Poor Districts Seen to Face 'Funding Gaps' in Many States
The wealthiest quarter of the nation's school districts on the whole receive nearly $1,000 more per pupil from state and local sources than the poorest quarter of districts—creating an educational "funding gap" that must be corrected, a report says.
A similar pattern holds when district funding levels are analyzed in terms of the number of minority students they serve, according to the report by the Education Trust, a Washington-based research organization that is an advocate for poor and minority students. Nationally, the report found, the quarter of districts that enroll the most minority children receive $902 less per pupil than those that serve the fewest number of minority students.
Addressing the funding gap, as well as promoting wiser use of school funds, will be critical as states move forward with efforts to fix the academic-achievement gaps among various racial and ethnic groups, the report argues.
"Some states are only beginning to get the message that they're going to have to close the achievement gap in the coming decade," said Craig D. Jerald, a senior policy analyst for the Education Trust. "Many are not thinking through how they're going to pay for that."
In many states, the report shows, the 25 percent of districts with the highest child-poverty rates receive less money per pupil than the quarter with the lowest rates of child poverty, based on figures from the U.S. Census Bureau. The report pegs New York state's funding gap as the nation's highest, at $2,152 per student, based on figures from the 1999-2000 school year.
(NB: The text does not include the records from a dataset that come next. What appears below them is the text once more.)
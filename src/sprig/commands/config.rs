use crate::commands::{CmdMessage, CmdResult};
use crate::config::SprigConfig;
use crate::error::{Result, SprigError};
use std::path::Path;

#[derive(Debug, Clone)]
pub enum ConfigAction {
    ShowAll,
    ShowKey(String),
    Set(String, String),
}

pub fn run(dir: &Path, action: ConfigAction) -> Result<CmdResult> {
    match action {
        ConfigAction::ShowAll => {
            let config = SprigConfig::load(dir)?;
            Ok(CmdResult::default().with_config(config))
        }
        ConfigAction::ShowKey(key) => {
            let config = SprigConfig::load(dir)?;
            let mut result = CmdResult::default();
            match config.get(&key) {
                Ok(val) => result.add_message(CmdMessage::info(val)),
                Err(e) => result.add_message(CmdMessage::error(e.to_string())),
            }
            Ok(result)
        }
        ConfigAction::Set(key, value) => {
            let mut config = SprigConfig::load(dir)?;
            if let Err(e) = config.set(&key, &value) {
                let mut res = CmdResult::default();
                let text = match e {
                    SprigError::Config(msg) => msg,
                    other => other.to_string(),
                };
                res.add_message(CmdMessage::error(text));
                return Ok(res);
            }
            config.save(dir)?;
            let display_val = config.get(&key).unwrap_or(value);
            let mut result = CmdResult::default().with_config(config);
            result.add_message(CmdMessage::success(format!(
                "{} set to {}",
                key, display_val
            )));
            Ok(result)
        }
    }
}
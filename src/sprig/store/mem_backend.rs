use super::StorageBackend;
use crate::error::{Result, SprigError};
use std::cell::{Cell, RefCell};
use std::collections::HashMap;

/// In-memory storage backend for testing.
///
/// Uses `RefCell` for interior mutability since sprig is single-threaded.
#[derive(Default)]
pub struct MemBackend {
    blobs: RefCell<HashMap<String, String>>,
    simulate_write_error: Cell<bool>,
    writes: Cell<usize>,
}

impl MemBackend {
    pub fn new() -> Self {
        Self::default()
    }

    /// Starts with `blob` already stored under `key`.
    pub fn with_blob(key: &str, blob: &str) -> Self {
        let backend = Self::new();
        backend
            .blobs
            .borrow_mut()
            .insert(key.to_string(), blob.to_string());
        backend
    }

    /// Enable write error simulation for testing error handling.
    pub fn set_simulate_write_error(&self, simulate: bool) {
        self.simulate_write_error.set(simulate);
    }

    /// Number of successful saves so far.
    pub fn write_count(&self) -> usize {
        self.writes.get()
    }

    /// Raw blob for `key`, for byte-level assertions.
    pub fn raw(&self, key: &str) -> Option<String> {
        self.blobs.borrow().get(key).cloned()
    }
}

impl StorageBackend for MemBackend {
    fn load(&self, key: &str) -> Result<Option<String>> {
        Ok(self.blobs.borrow().get(key).cloned())
    }

    fn save(&self, key: &str, blob: &str) -> Result<()> {
        if self.simulate_write_error.get() {
            return Err(SprigError::Store("Simulated write error".to_string()));
        }
        self.blobs
            .borrow_mut()
            .insert(key.to_string(), blob.to_string());
        self.writes.set(self.writes.get() + 1);
        Ok(())
    }
}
Illinois, Michigan, Montana, and Pennsylvania also had gaps exceeding $1,000, based on figures from the 1999- 2000 school year.
But that pattern did not hold everywhere: Poor districts in at least 10 states were receiving more per student—in some cases, hundreds of dollars more—although some of those are rural Western states where small, remote schools can drive up costs.
Taken together at a national level, the quarter of school districts with the highest rates of child poverty received $5,846 to educate each of their students in 1999-2000, compared with $6,812 in the wealthiest quartile of districts, according to the report.
Yet that $966 disparity was down by 15 percent from the funding gap in 1997, when it stood at $1,139, the report says. The analysis looked at only state and local revenues and did not factor in federal funding.
Mr. Jerald said the funding disparities affecting poor and minority children to some degree explain the nation's achievement gaps, but cautioned that money alone is not the answer. Still, greater spending on education undoubtedly is needed if states and communities expect schools to close those achievement gaps—as the federal government now requires under the "No Child Left Behind" Act of 2001, he noted.
"You can't spend money wisely that you don't have," he said. "With the federal law, now it's time to do it."
Despite the overall pattern of less funding for poorer districts, some states had funding gaps that cut in the other direction. The largest such gap was in Minnesota, where the poorest districts received $601 more per student than the wealthiest, the study found.
Eyes on New Jersey
In New Jersey, the state's highest-poverty districts receive nearly $9,400 per pupil, the report says, compared with about $9,100 per student in the wealthiest communities—the result of a series of funding-equity rulings by the state's highest court.
What the experts at the Education Trust want to know now is this: Is expanded and focused spending on high-poverty schools in New Jersey really helping them improve?
"We're going to eagerly be watching what's happening in New Jersey," Mr. Jerald said.
More funding could go a long way in the La-Joya Independent School District in Texas, said Roberto Zamora, the superintendent of the 19,700-student system on the U.S.-Mexican border.
If Texas' "funding gap" were eliminated, the report shows, Mr. Zamora's district would have an extra $518 to spend per student. That would mean about $10 million in new state and local money for his district, where virtually every student is Hispanic and poor, and many are learning to read and write at various ages.
If his district were to get such an infusion of aid, Mr. Zamora said, "a lot of it would go to increased learning activities." He said his district struggles despite charging the highest local property-tax rate allowed by state law.
Michael A. Rebell, the executive director of the New York City-based Campaign for Fiscal Equity, said the report underscores the lack of support for schools with many poor and minority students. Mr. Rebell is leading a court battle with New York state over school spending.
"It's a scandal for a democratic society that the kids who need the most help are receiving the fewest resources," he said.
But the current fiscal climate is making it harder for states to find new money for schools. For example, Virginia Gov. Mark R. Warner, a Democrat, recently warned of layoffs and said he might close entire state agencies next year because of a record budget deficit.
"There's a possibility that these gaps may widen during the budget crunch," Mr. Jerald said.
Lisa Graham Keegan, the chief executive officer of the Education Leaders Council, based in Washington, and a former state superintendent in Arizona, praised the report and said states must be willing to pay for better results.
She called on state leaders to spur debate on reducing schools' reliance on property taxes, and to ensure equity without a push from the courts. More money should be targeted at students with the greatest needs, and should be coupled with expanding choices for students on where to attend school, she said.
Setting new budget priorities, creating new ways of paying for schools, and developing more equitable systems "is not going to be easy," Ms. Keegan said. But the complexity of school funding issues shouldn't deter states from attacking the problems, she said.